This extraordinary grouping is one of the most fascinating in the Rare Flags collection.  The Marquis de Lafayette, famed general of the American Revolution and beloved protégé of George Washington, returned to America in 1824 for a final tour of the country he fought for and loved.  For more than a year, from August 1824 to September 1825, Lafayette, accompanied by his son, George Washington Lafayette, traveled through all twenty-four states.  His grand tour was one of the most significant events in early 19th century America.  The generation of Americans who fought the American Revolution was aging, and their fading flame inspired nostalgia for the early, idealistic era of the birth of the American Republic.  By 1824, heroes such as Thomas Jefferson and John Adams were growing old, and had but few years left before they too would pass away--Adams was 88 years old, and Jefferson was 81. Incredibly, both would die on the very same day, July 4, 1826, less than a year after Lafayette's tour ended and he returned to France.  Invited to America by his friend, President James Monroe, Lafayette visited Monroe at the White House. He visited Thomas Jefferson, James Madison and Dolly Madison at Jefferson's home at Monticello, and John Adams at his home in Braintree, Massachusetts.  Along every leg of Lafayette's journey, and at every stop, he was hailed by adoring Americans of all ages, from young children to  old Revolutionary War veterans who gathered in ever dwindling numbers.  Throughout the country, chapters of the Society of the Cincinnati, founded in 1783 by officers of the Continental Army and their French counterparts who fought in the American Revolution, organized rallies and processions for Lafayette, one of the last surviving generals of the American Revolution.
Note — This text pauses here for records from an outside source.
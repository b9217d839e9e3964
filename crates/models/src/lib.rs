pub mod audit;
pub mod hierarchy;
pub mod tuple;
pub mod validation;

pub use audit::{AuditEvent, AuditEventBuilder, AuditEventType};
pub use hierarchy::{HierarchyInputError, HierarchyRule, WriteHierarchyRule, WriteHierarchyRuleRequest};
pub use tuple::{
    is_reserved_relation, RelationTuple, TupleInputError, TupleKey, WriteTuple, WriteTupleRequest,
    RELATION_MEMBER, RELATION_PARENT,
};
pub use validation::{FreeFormId, Identifier, Namespace, PositiveDuration, ValidationError};
//! Pure, I/O-free graph traversal primitives shared by the cycle detector
//! and the evaluator. Each function takes a neighbor-fetch closure so it
//! can be driven by a real `PgPool` query in production and by a plain
//! `HashMap` adjacency list in tests — no database required to exercise
//! the traversal logic itself.

use std::collections::HashSet;
use std::hash::Hash;

pub const MAX_DEPTH: usize = 50;
pub const MAX_HIERARCHY_ITERATIONS: usize = 100;

/// Bounded breadth-first expansion from `start`. Returns every node
/// reached, including the start set, within `max_depth` hops.
pub fn bounded_bfs<N, F>(start: impl IntoIterator<Item = N>, max_depth: usize, mut neighbors: F) -> HashSet<N>
where
    N: Eq + Hash + Clone,
    F: FnMut(&N) -> Vec<N>,
{
    let mut visited: HashSet<N> = start.into_iter().collect();
    let mut frontier: Vec<N> = visited.iter().cloned().collect();
    let mut depth = 0;

    while !frontier.is_empty() && depth < max_depth {
        let mut next = Vec::new();
        for node in &frontier {
            for n in neighbors(node) {
                if visited.insert(n.clone()) {
                    next.push(n);
                }
            }
        }
        frontier = next;
        depth += 1;
    }

    visited
}

/// Whether `target` is reachable from `start` within `max_depth` hops.
/// Used by the cycle detector: does the existing graph already let you
/// walk from the proposed edge's far endpoint back to its near endpoint?
pub fn reaches<N, F>(start: N, target: &N, max_depth: usize, mut neighbors: F) -> bool
where
    N: Eq + Hash + Clone,
    F: FnMut(&N) -> Vec<N>,
{
    if &start == target {
        return true;
    }

    let mut visited: HashSet<N> = HashSet::new();
    visited.insert(start.clone());
    let mut frontier = vec![start];
    let mut depth = 0;

    while !frontier.is_empty() && depth < max_depth {
        let mut next = Vec::new();
        for node in &frontier {
            for n in neighbors(node) {
                if &n == target {
                    return true;
                }
                if visited.insert(n.clone()) {
                    next.push(n);
                }
            }
        }
        frontier = next;
        depth += 1;
    }

    false
}

/// The fixed-point bound was exceeded without the set converging. Under
/// the hierarchy DAG invariant this cannot happen; reaching it means the
/// invariant has already been violated elsewhere.
#[derive(Debug, Clone, Copy, PartialEq, Eq)]
pub struct ClosureOverflow;

/// Iterates `set := set ∪ {implies(p) : p ∈ set}` until it stops growing,
/// bounded defensively by `max_iterations`.
pub fn fixed_point_closure<P, F>(
    seed: impl IntoIterator<Item = P>,
    max_iterations: usize,
    mut implies: F,
) -> Result<HashSet<P>, ClosureOverflow>
where
    P: Eq + Hash + Clone,
    F: FnMut(&P) -> Vec<P>,
{
    let mut set: HashSet<P> = seed.into_iter().collect();

    for _ in 0..max_iterations {
        let additions: Vec<P> = set.iter().flat_map(|p| implies(p)).collect();
        let mut grew = false;
        for a in additions {
            if set.insert(a) {
                grew = true;
            }
        }
        if !grew {
            return Ok(set);
        }
    }

    Err(ClosureOverflow)
}

#[cfg(test)]
mod tests {
    use super::*;
    use std::collections::HashMap;

    fn adjacency(edges: &[(&str, &str)]) -> HashMap<String, Vec<String>> {
        let mut map: HashMap<String, Vec<String>> = HashMap::new();
        for (from, to) in edges {
            map.entry(from.to_string()).or_default().push(to.to_string());
        }
        map
    }

    #[test]
    fn bounded_bfs_visits_all_nodes_within_depth() {
        // infra -> platform -> eng, mirrors nested team groups
        let adj = adjacency(&[("infra", "platform"), ("platform", "eng")]);
        let visited = bounded_bfs(["infra".to_string()], MAX_DEPTH, |n| adj.get(n).cloned().unwrap_or_default());
        assert!(visited.contains("infra"));
        assert!(visited.contains("platform"));
        assert!(visited.contains("eng"));
    }

    #[test]
    fn bounded_bfs_respects_depth_limit() {
        let adj = adjacency(&[("a", "b"), ("b", "c"), ("c", "d")]);
        let visited = bounded_bfs(["a".to_string()], 1, |n| adj.get(n).cloned().unwrap_or_default());
        assert!(visited.contains("a"));
        assert!(visited.contains("b"));
        assert!(!visited.contains("c"));
    }

    #[test]
    fn reaches_detects_existing_path() {
        let adj = adjacency(&[("b", "a")]);
        assert!(reaches("b".to_string(), &"a".to_string(), MAX_DEPTH, |n| {
            adj.get(n).cloned().unwrap_or_default()
        }));
    }

    #[test]
    fn reaches_returns_false_when_unreachable() {
        let adj = adjacency(&[("b", "c")]);
        assert!(!reaches("b".to_string(), &"a".to_string(), MAX_DEPTH, |n| {
            adj.get(n).cloned().unwrap_or_default()
        }));
    }

    #[test]
    fn fixed_point_closure_converges_over_implication_chain() {
        // admin -> write -> read
        let mut implies_map: HashMap<&str, Vec<&str>> = HashMap::new();
        implies_map.insert("admin", vec!["write"]);
        implies_map.insert("write", vec!["read"]);

        let closure = fixed_point_closure(["admin"], MAX_HIERARCHY_ITERATIONS, |p| {
            implies_map.get(p.as_str()).cloned().unwrap_or_default().into_iter().map(String::from).collect()
        })
        .unwrap();

        assert!(closure.contains("admin"));
        assert!(closure.contains("write"));
        assert!(closure.contains("read"));
    }

    #[test]
    fn fixed_point_closure_overflows_on_unbounded_growth() {
        // a pathological "implies" that never stops growing — simulates a
        // corrupted (non-DAG) hierarchy graph.
        let result = fixed_point_closure(["0".to_string()], 5, |p: &String| {
            vec![format!("{}x", p)]
        });
        assert_eq!(result, Err(ClosureOverflow));
    }
}
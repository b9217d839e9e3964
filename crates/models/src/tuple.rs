//! The relationship tuple — an edge in the permission graph.

use chrono::{DateTime, Utc};
use serde::{Deserialize, Serialize};
use uuid::Uuid;

use crate::validation::{FreeFormId, Identifier, Namespace, ValidationError};

/// `member` denotes group-containment; `parent` denotes resource
/// containment. Both carry graph semantics and are the only relations the
/// cycle detector and the evaluator's group/ancestor expansion follow.
pub const RELATION_MEMBER: &str = "member";
pub const RELATION_PARENT: &str = "parent";

pub fn is_reserved_relation(relation: &str) -> bool {
    matches!(relation, RELATION_MEMBER | RELATION_PARENT)
}

/// A relationship tuple as persisted: `(resource_type, resource_id,
/// relation, subject_type, subject_id, subject_relation?)` under a
/// namespace, with an optional expiration.
#[derive(Debug, Clone, Serialize, Deserialize, sqlx::FromRow)]
pub struct RelationTuple {
    pub id: Uuid,
    pub namespace: String,
    pub resource_type: String,
    pub resource_id: String,
    pub relation: String,
    pub subject_type: String,
    pub subject_id: String,
    pub subject_relation: Option<String>,
    pub expires_at: Option<DateTime<Utc>>,
    pub created_at: DateTime<Utc>,
}

impl RelationTuple {
    /// `none` and `""` are the same key for `subject_relation`.
    pub fn subject_relation_key(&self) -> &str {
        self.subject_relation.as_deref().unwrap_or("")
    }

    pub fn is_expired_at(&self, now: DateTime<Utc>) -> bool {
        matches!(self.expires_at, Some(e) if e <= now)
    }
}

/// A validated request to write a tuple. Construction validates every
/// field; a `WriteTuple` value is known-good input to the write path.
#[derive(Debug, Clone)]
pub struct WriteTuple {
    pub namespace: Namespace,
    pub resource_type: Identifier,
    pub resource_id: FreeFormId,
    pub relation: Identifier,
    pub subject_type: Identifier,
    pub subject_id: FreeFormId,
    pub subject_relation: Option<Identifier>,
    pub expires_at: Option<DateTime<Utc>>,
}

#[derive(Debug, Clone, thiserror::Error, PartialEq, Eq)]
pub enum TupleInputError {
    #[error("namespace: {0}")]
    Namespace(ValidationError),
    #[error("resource_type: {0}")]
    ResourceType(ValidationError),
    #[error("resource_id: {0}")]
    ResourceId(ValidationError),
    #[error("relation: {0}")]
    Relation(ValidationError),
    #[error("subject_type: {0}")]
    SubjectType(ValidationError),
    #[error("subject_id: {0}")]
    SubjectId(ValidationError),
    #[error("subject_relation: {0}")]
    SubjectRelation(ValidationError),
}

/// Raw, unvalidated field set as received at the external interface.
#[derive(Debug, Clone, Serialize, Deserialize)]
pub struct WriteTupleRequest {
    pub namespace: String,
    pub resource_type: String,
    pub resource_id: String,
    pub relation: String,
    pub subject_type: String,
    pub subject_id: String,
    pub subject_relation: Option<String>,
    pub expires_at: Option<DateTime<Utc>>,
}

impl WriteTupleRequest {
    pub fn validate(self) -> Result<WriteTuple, TupleInputError> {
        Ok(WriteTuple {
            namespace: Namespace::parse(self.namespace).map_err(TupleInputError::Namespace)?,
            resource_type: Identifier::parse(self.resource_type)
                .map_err(TupleInputError::ResourceType)?,
            resource_id: FreeFormId::parse(self.resource_id)
                .map_err(TupleInputError::ResourceId)?,
            relation: Identifier::parse(self.relation).map_err(TupleInputError::Relation)?,
            subject_type: Identifier::parse(self.subject_type)
                .map_err(TupleInputError::SubjectType)?,
            subject_id: FreeFormId::parse(self.subject_id).map_err(TupleInputError::SubjectId)?,
            subject_relation: self
                .subject_relation
                .filter(|s| !s.is_empty())
                .map(Identifier::parse)
                .transpose()
                .map_err(TupleInputError::SubjectRelation)?,
            expires_at: self.expires_at,
        })
    }
}

/// An exact tuple key (including `subject_relation`) for delete and
/// expiration operations.
#[derive(Debug, Clone)]
pub struct TupleKey {
    pub namespace: Namespace,
    pub resource_type: Identifier,
    pub resource_id: FreeFormId,
    pub relation: Identifier,
    pub subject_type: Identifier,
    pub subject_id: FreeFormId,
    pub subject_relation: Option<Identifier>,
}

impl TupleKey {
    pub fn subject_relation_key(&self) -> &str {
        self.subject_relation.as_ref().map(|r| r.as_str()).unwrap_or("")
    }
}

#[cfg(test)]
mod tests {
    use super::*;

    #[test]
    fn reserved_relations_are_member_and_parent() {
        assert!(is_reserved_relation("member"));
        assert!(is_reserved_relation("parent"));
        assert!(!is_reserved_relation("read"));
    }

    #[test]
    fn write_tuple_request_normalizes_empty_subject_relation_to_none() {
        let req = WriteTupleRequest {
            namespace: "acme".into(),
            resource_type: "repo".into(),
            resource_id: "api".into(),
            relation: "read".into(),
            subject_type: "user".into(),
            subject_id: "alice".into(),
            subject_relation: Some(String::new()),
            expires_at: None,
        };
        let tuple = req.validate().unwrap();
        assert!(tuple.subject_relation.is_none());
    }
}
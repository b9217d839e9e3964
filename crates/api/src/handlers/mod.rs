pub mod check;
pub mod expiration;
pub mod health;
pub mod hierarchy;
pub mod maintenance;
pub mod tuples;

use axum::{http::StatusCode, Json};
use rebac_engine::EngineError;
use serde::{Deserialize, Serialize};

#[derive(Debug, Serialize, Deserialize)]
pub struct ErrorResponse {
    pub error: String,
    pub message: String,
}

impl ErrorResponse {
    pub fn new(error: &str, message: impl Into<String>) -> Self {
        Self { error: error.to_string(), message: message.into() }
    }
}

pub fn engine_error_response(err: EngineError) -> (StatusCode, Json<ErrorResponse>) {
    let status = match &err {
        EngineError::Validation { .. } => StatusCode::BAD_REQUEST,
        EngineError::Precondition { .. } => StatusCode::CONFLICT,
        EngineError::Integrity { .. } => StatusCode::INTERNAL_SERVER_ERROR,
        EngineError::Database(_) | EngineError::Cache(_) => StatusCode::INTERNAL_SERVER_ERROR,
    };
    tracing::error!(%err, "request failed");
    (status, Json(ErrorResponse::new("engine_error", err.to_string())))
}

pub fn validation_error_response(field: &str, message: impl std::fmt::Display) -> (StatusCode, Json<ErrorResponse>) {
    (StatusCode::BAD_REQUEST, Json(ErrorResponse::new(field, message.to_string())))
}

/// Shared by every handler that needs an exact [`rebac_models::tuple::TupleKey`]
/// (delete, expiration) from raw request fields.
pub(crate) fn tuple_key_from_fields(
    namespace: String,
    resource_type: String,
    resource_id: String,
    relation: String,
    subject_type: String,
    subject_id: String,
    subject_relation: Option<String>,
) -> Result<rebac_models::tuple::TupleKey, rebac_models::TupleInputError> {
    use rebac_models::tuple::TupleKey;
    use rebac_models::TupleInputError as E;
    use rebac_models::{FreeFormId, Identifier, Namespace};

    Ok(TupleKey {
        namespace: Namespace::parse(namespace).map_err(E::Namespace)?,
        resource_type: Identifier::parse(resource_type).map_err(E::ResourceType)?,
        resource_id: FreeFormId::parse(resource_id).map_err(E::ResourceId)?,
        relation: Identifier::parse(relation).map_err(E::Relation)?,
        subject_type: Identifier::parse(subject_type).map_err(E::SubjectType)?,
        subject_id: FreeFormId::parse(subject_id).map_err(E::SubjectId)?,
        subject_relation: subject_relation
            .filter(|s| !s.is_empty())
            .map(Identifier::parse)
            .transpose()
            .map_err(E::SubjectRelation)?,
    })
}
//! Discovery by probing a port range on a single host. Intended for
//! local fleets where devices are published on sequential ports.

use std::time::Duration;

use async_trait::async_trait;
use futures::future::join_all;

use super::{DiscoveredEndpoint, DiscoveryStrategy};
use crate::config::MonitorConfig;

pub struct PortScanDiscovery {
    client: reqwest::Client,
    host: String,
    start_port: u16,
    end_port: u16,
    timeout: Duration,
    http_protocol: String,
}

impl PortScanDiscovery {
    pub fn new(config: &MonitorConfig) -> Self {
        Self {
            client: reqwest::Client::new(),
            host: config.port_scan_host.clone(),
            start_port: config.port_scan_start,
            end_port: config.port_scan_end,
            timeout: Duration::from_millis(config.port_scan_timeout_ms),
            http_protocol: config.device_http_protocol.clone(),
        }
    }

    /// Probe one port; `Some` when something answered the status route
    /// with a success code.
    async fn probe(&self, port: u16) -> Option<DiscoveredEndpoint> {
        let endpoint = self.endpoint_for(port);
        let response = self
            .client
            .get(format!("{}/v1/device/status", endpoint.url))
            .timeout(self.timeout)
            .send()
            .await
            .ok()?;

        if !response.status().is_success() {
            return None;
        }

        Some(endpoint)
    }

    /// Endpoint identity for a responsive port. The port stays part of
    /// the host so devices sharing the scan address remain distinct
    /// snapshot entries and are dialed on their own port.
    fn endpoint_for(&self, port: u16) -> DiscoveredEndpoint {
        let authority = format!("{}:{port}", self.host);
        DiscoveredEndpoint {
            id: authority.clone(),
            name: authority.clone(),
            url: format!("{}://{authority}", self.http_protocol),
            host: authority,
        }
    }
}

#[async_trait]
impl DiscoveryStrategy for PortScanDiscovery {
    fn name(&self) -> &'static str {
        "PortScanDiscovery"
    }

    async fn discover(&self) -> Vec<DiscoveredEndpoint> {
        if self.start_port > self.end_port {
            tracing::warn!(
                start = self.start_port,
                end = self.end_port,
                "Invalid port scan range, returning no endpoints",
            );
            return Vec::new();
        }

        let probes = (self.start_port..=self.end_port).map(|port| self.probe(port));
        join_all(probes)
            .await
            .into_iter()
            .flatten()
            .collect()
    }
}

#[cfg(test)]
mod tests {
    use super::*;

    #[test]
    fn scanned_endpoints_keep_their_port_identity() {
        let strategy = PortScanDiscovery::new(&MonitorConfig::default());
        let a = strategy.endpoint_for(3005);
        let b = strategy.endpoint_for(3006);

        assert_eq!(a.host, "127.0.0.1:3005");
        assert_eq!(a.url, "http://127.0.0.1:3005");
        // Two responsive ports must never collapse into one endpoint.
        assert_ne!(a.host, b.host);
    }

    #[tokio::test]
    async fn inverted_range_yields_empty_list() {
        let config = MonitorConfig {
            port_scan_start: 3020,
            port_scan_end: 3001,
            ..Default::default()
        };
        let strategy = PortScanDiscovery::new(&config);
        assert!(strategy.discover().await.is_empty());
    }

    #[tokio::test]
    async fn unreachable_ports_are_skipped() {
        // Reserved TEST-NET-1 address, nothing listens there; probes
        // fail fast or time out and are filtered out.
        let config = MonitorConfig {
            port_scan_host: "192.0.2.1".into(),
            port_scan_start: 3001,
            port_scan_end: 3002,
            port_scan_timeout_ms: 100,
            ..Default::default()
        };
        let strategy = PortScanDiscovery::new(&config);
        assert!(strategy.discover().await.is_empty());
    }
}
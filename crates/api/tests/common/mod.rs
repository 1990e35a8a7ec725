use std::sync::Arc;

use axum::body::Body;
use axum::http::{Request, Response};
use axum::Router;
use http_body_util::BodyExt;
use sqlx::PgPool;
use tower::ServiceExt;

use fleetmon_api::config::ServerConfig;
use fleetmon_api::router::build_app_router;
use fleetmon_api::state::AppState;

/// Build a test `ServerConfig` with safe defaults.
///
/// Uses `http://localhost:5173` as CORS origin (matching the dev default)
/// and a 30-second request timeout.
pub fn test_config() -> ServerConfig {
    ServerConfig {
        host: "127.0.0.1".to_string(),
        port: 0,
        cors_origins: vec!["http://localhost:5173".to_string()],
        request_timeout_secs: 30,
    }
}

/// Build the full application router with all middleware layers, using the
/// given database pool.
///
/// Mirrors the router construction in `main.rs` so integration tests
/// exercise the same middleware stack (CORS, request ID, timeout, tracing,
/// panic recovery) that production uses.
pub fn build_test_app(pool: PgPool) -> Router {
    let config = test_config();
    let state = AppState {
        pool,
        config: Arc::new(config.clone()),
    };
    build_app_router(state, &config)
}

/// Issue a GET request against the app.
pub async fn get(app: Router, uri: &str) -> Response<axum::body::Body> {
    app.oneshot(
        Request::builder()
            .uri(uri)
            .body(Body::empty())
            .expect("request builds"),
    )
    .await
    .expect("infallible service")
}

/// Collect a response body as JSON.
pub async fn body_json(response: Response<axum::body::Body>) -> serde_json::Value {
    let bytes = response
        .into_body()
        .collect()
        .await
        .expect("body collects")
        .to_bytes();
    serde_json::from_slice(&bytes).expect("body is valid JSON")
}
A printed note accompanying this 13 star American flag reads, "this flag used in the Battle of Saratoga September, October 1777 accompanied General Lafayette 13 June, 1825 from Albany to the Massachusetts state line".  The other document is a series of three toasts, the first in Lafayette's own hand, the second in the hand of Rev. Dr. Edward Dorr Griffith, President of Williams College, and the third in the hand of Lafayette's son, George Washington Lafayette, along with an annotation that reads, "given at the dinner at Pittsfield June 13th 1825 in honor of Gen Lafayette".  Astonishingly, the flag and the toasts were found in different places and acquired from different people at different times; yet both relics have survived as a cherished mementos of the same event, on the same day, nearly 200 years ago.

Although he visited New York and New England in the early part of his trip, Lafayette was again asked to return north prior to his departure home to France in 1825.  A new monument was planned at Bunker Hill in Boston and the citizens of Boston invited Lafayette to lay the cornerstone.  Lafayette returned to New York State in June, 1825, and by mid-June, Lafayette had made his way to Albany, New York.  The story of the flag and the toasts begins early in the morning of June 13, 1825.  According to records about General Lafayette's trip that day, the General and his traveling party left Albany on horseback at 6:00 a.m. and arrived in Lebanon Springs (now New Lebanon, NY) at 2:30 p.m.1  The guestbook for the Columbia Hall hotel in Lebanon Springs for that day describes the arrival of the delegation accompanying Lafayette.

       June 13, 1825, Marquis de Lafayette and son, Gen. Solomon Van Rensselaer, Col. Clinton, Capt. Spencer and lady and two children, Mr. Norton, wife, and two children; Col. Bloodgood, Major J.B. Van Schaick, Col. John T. Cooper, Major P. Seaton Henry, Major R. V. De Witt, Lieut. Col. Knowlson, Major T. A. Bridger, Surrogate; Capt. S. V. R. Bleecker, Capt. Osborn, Capt. Hendrickson, Lieut. Webster, Lieut. Volkenbrugh Shaukland, Adjt. Hazard, Adjt. Brush, James Eryhts, Surgeon S. G. Infantry.

       The above, with Capt. Spencer's (of Col. Cooper's Regiment) dragoons, formed part of the escort to the Massachusetts line. Gen. Lafayette did them the honor to express sensible regret at parting with them. The intention was for the escort to have gone on to Pittsfield, but a little "brief authority" deprived them of the anticipated pleasure.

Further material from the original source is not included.